___ EXERCISE MATERIAL ___

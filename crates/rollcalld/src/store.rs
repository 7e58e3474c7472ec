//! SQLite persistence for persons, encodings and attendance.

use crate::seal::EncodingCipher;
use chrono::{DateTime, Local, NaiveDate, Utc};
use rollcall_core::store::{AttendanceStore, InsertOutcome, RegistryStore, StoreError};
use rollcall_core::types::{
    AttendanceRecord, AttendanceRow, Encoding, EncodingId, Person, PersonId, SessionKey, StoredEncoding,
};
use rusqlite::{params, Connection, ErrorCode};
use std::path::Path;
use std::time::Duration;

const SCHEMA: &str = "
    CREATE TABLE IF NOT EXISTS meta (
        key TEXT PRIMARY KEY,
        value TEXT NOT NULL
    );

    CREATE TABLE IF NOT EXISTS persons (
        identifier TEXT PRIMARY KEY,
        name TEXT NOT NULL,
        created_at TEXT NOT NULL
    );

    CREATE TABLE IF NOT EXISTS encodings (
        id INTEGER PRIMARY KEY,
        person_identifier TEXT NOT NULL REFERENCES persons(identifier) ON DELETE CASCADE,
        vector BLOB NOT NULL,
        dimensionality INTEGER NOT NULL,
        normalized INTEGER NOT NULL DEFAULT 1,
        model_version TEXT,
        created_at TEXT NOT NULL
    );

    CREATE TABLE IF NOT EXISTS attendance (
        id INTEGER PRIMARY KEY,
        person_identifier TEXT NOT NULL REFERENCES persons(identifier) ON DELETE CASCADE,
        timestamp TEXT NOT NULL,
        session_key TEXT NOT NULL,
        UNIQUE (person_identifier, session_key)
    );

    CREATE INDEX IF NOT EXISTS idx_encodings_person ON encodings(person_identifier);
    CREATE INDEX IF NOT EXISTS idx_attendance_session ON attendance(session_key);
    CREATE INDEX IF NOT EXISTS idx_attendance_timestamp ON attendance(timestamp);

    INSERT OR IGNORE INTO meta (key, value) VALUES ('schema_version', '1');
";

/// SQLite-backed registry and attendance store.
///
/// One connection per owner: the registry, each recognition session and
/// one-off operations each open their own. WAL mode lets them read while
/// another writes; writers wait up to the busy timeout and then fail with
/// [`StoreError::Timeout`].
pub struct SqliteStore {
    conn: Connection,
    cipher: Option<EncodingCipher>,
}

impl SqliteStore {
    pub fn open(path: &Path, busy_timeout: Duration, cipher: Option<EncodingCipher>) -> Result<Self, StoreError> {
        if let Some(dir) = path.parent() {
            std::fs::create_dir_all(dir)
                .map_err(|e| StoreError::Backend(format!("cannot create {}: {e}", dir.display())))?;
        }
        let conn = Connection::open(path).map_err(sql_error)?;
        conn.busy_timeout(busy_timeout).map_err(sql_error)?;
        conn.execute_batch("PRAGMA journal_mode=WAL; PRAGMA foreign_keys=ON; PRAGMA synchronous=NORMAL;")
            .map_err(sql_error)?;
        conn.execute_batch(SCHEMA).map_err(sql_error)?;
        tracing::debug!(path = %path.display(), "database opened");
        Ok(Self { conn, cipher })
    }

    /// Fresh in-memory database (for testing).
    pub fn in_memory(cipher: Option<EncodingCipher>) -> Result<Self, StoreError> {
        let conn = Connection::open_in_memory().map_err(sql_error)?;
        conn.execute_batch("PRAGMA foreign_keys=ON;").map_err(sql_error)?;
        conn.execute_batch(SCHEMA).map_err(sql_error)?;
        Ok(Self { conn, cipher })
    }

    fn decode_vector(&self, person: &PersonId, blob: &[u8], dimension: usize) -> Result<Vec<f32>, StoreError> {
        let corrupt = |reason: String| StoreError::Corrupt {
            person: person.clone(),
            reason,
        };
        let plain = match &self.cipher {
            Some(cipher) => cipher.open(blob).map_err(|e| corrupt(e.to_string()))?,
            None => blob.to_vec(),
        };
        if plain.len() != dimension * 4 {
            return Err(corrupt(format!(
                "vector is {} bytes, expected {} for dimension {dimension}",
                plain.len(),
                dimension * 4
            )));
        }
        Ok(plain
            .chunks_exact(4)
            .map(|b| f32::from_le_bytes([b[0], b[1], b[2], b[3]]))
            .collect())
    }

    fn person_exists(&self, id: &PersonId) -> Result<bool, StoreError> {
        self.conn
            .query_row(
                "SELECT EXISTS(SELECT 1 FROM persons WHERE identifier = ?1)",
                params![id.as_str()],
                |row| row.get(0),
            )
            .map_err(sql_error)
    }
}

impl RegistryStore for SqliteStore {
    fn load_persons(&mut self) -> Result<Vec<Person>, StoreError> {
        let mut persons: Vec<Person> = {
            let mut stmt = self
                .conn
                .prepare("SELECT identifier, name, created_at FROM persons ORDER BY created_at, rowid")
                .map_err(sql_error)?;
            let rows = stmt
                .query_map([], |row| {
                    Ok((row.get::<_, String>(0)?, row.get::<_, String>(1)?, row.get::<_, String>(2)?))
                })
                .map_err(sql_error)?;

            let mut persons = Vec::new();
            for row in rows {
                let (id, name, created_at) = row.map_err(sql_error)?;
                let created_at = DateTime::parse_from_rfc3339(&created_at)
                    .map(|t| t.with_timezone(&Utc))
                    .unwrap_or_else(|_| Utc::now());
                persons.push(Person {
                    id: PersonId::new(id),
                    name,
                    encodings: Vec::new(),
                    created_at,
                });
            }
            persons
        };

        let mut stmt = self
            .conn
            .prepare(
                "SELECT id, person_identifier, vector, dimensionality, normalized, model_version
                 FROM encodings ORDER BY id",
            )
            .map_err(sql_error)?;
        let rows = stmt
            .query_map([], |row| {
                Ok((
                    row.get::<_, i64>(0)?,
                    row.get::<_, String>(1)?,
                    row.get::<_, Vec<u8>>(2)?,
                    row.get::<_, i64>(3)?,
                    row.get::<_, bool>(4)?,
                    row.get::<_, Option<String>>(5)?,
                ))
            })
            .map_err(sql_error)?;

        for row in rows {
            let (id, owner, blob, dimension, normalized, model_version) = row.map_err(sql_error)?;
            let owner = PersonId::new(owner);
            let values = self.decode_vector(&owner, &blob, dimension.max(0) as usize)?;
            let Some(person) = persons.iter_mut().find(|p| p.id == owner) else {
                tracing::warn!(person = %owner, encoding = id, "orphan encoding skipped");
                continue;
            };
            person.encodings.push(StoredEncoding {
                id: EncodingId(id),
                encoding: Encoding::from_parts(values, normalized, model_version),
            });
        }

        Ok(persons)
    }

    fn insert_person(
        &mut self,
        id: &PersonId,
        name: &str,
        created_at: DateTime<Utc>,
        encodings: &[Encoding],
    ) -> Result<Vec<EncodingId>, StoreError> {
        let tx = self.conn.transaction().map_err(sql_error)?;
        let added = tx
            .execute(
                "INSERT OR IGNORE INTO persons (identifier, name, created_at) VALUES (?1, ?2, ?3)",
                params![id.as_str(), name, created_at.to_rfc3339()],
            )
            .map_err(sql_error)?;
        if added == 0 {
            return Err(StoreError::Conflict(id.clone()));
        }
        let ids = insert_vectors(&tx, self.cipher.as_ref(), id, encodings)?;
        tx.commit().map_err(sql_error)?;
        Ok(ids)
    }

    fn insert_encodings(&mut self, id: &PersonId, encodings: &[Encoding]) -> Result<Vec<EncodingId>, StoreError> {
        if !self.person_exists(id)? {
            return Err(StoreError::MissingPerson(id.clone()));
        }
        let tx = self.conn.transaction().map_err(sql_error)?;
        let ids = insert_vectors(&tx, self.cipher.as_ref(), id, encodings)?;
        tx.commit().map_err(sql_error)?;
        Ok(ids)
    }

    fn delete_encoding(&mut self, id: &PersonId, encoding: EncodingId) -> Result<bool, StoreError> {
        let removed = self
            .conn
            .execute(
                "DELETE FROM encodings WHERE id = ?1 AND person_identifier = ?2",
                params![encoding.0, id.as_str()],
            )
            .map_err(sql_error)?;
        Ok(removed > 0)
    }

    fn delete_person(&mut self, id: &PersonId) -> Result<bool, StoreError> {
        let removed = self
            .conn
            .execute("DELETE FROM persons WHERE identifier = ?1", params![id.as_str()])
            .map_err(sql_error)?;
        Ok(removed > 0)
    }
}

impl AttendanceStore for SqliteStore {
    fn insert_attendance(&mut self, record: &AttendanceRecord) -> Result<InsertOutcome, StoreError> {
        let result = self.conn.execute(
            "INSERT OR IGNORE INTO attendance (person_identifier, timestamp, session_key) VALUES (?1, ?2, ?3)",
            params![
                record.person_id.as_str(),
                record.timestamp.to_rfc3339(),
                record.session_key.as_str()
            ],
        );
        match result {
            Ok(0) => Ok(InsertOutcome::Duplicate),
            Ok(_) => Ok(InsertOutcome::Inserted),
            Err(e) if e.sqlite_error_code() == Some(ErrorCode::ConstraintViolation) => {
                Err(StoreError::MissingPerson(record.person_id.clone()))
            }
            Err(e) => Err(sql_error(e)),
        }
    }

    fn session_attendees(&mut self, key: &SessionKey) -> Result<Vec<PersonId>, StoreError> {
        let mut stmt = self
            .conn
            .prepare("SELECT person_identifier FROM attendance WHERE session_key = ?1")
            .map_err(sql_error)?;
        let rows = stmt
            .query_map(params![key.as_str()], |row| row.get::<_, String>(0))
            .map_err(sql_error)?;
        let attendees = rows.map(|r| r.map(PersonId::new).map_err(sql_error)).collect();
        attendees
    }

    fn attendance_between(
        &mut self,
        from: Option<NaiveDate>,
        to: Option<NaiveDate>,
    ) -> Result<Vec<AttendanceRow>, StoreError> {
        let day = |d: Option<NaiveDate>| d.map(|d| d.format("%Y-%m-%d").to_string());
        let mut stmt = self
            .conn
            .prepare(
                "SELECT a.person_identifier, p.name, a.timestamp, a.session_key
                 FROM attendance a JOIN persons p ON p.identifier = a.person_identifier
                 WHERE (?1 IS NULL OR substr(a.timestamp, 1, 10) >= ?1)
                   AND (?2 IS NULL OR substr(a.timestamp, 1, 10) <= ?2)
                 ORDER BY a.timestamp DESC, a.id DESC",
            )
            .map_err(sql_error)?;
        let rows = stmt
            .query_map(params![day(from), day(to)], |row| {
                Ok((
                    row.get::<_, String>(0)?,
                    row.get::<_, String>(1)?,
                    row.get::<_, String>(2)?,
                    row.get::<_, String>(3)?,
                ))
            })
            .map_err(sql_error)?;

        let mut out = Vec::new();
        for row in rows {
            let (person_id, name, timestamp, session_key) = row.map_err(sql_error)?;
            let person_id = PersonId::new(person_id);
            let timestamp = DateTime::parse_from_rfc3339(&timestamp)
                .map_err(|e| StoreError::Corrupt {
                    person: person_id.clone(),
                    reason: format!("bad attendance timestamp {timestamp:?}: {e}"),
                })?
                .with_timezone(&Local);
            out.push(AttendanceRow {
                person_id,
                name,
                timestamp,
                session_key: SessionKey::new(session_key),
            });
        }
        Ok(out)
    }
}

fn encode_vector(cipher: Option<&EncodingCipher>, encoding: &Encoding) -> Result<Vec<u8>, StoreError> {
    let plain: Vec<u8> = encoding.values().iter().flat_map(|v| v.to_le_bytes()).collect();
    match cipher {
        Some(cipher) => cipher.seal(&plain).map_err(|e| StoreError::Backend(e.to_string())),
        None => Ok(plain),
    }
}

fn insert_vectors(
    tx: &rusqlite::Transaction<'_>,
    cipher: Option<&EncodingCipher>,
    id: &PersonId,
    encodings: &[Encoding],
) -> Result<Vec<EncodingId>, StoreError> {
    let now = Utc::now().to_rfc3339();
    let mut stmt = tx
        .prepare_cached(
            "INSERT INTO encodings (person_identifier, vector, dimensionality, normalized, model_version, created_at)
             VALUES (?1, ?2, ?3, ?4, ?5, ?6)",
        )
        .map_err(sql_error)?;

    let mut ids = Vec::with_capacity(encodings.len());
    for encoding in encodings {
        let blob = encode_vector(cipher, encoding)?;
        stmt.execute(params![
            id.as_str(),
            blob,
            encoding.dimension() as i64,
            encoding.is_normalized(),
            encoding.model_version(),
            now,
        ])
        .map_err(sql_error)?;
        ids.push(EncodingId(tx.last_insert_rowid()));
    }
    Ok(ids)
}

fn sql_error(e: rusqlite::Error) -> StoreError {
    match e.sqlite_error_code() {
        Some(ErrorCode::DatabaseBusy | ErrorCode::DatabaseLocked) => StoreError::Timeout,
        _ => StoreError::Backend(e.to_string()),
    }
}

___

All lines in the listing above from the line containing "dimension: usize) ->" to the line containing "if plain.len() != dimension", inclusive, should be retyped exactly; no other lines should appear.

■ **YOUR SOLUTION**:
    fn decode_vector(&self, person: &PersonId, blob: &[u8], dimension: usize) -> Result<Vec<f32>, StoreError> {
        let corrupt = |reason: String| StoreError::Corrupt {
            person: person.clone(),
            reason,
        };
        let plain = match &self.cipher {
            Some(cipher) => cipher.open(blob).map_err(|e| corrupt(e.to_string()))?,
            None => blob.to_vec(),
        };
        if plain.len() != dimension * 4 {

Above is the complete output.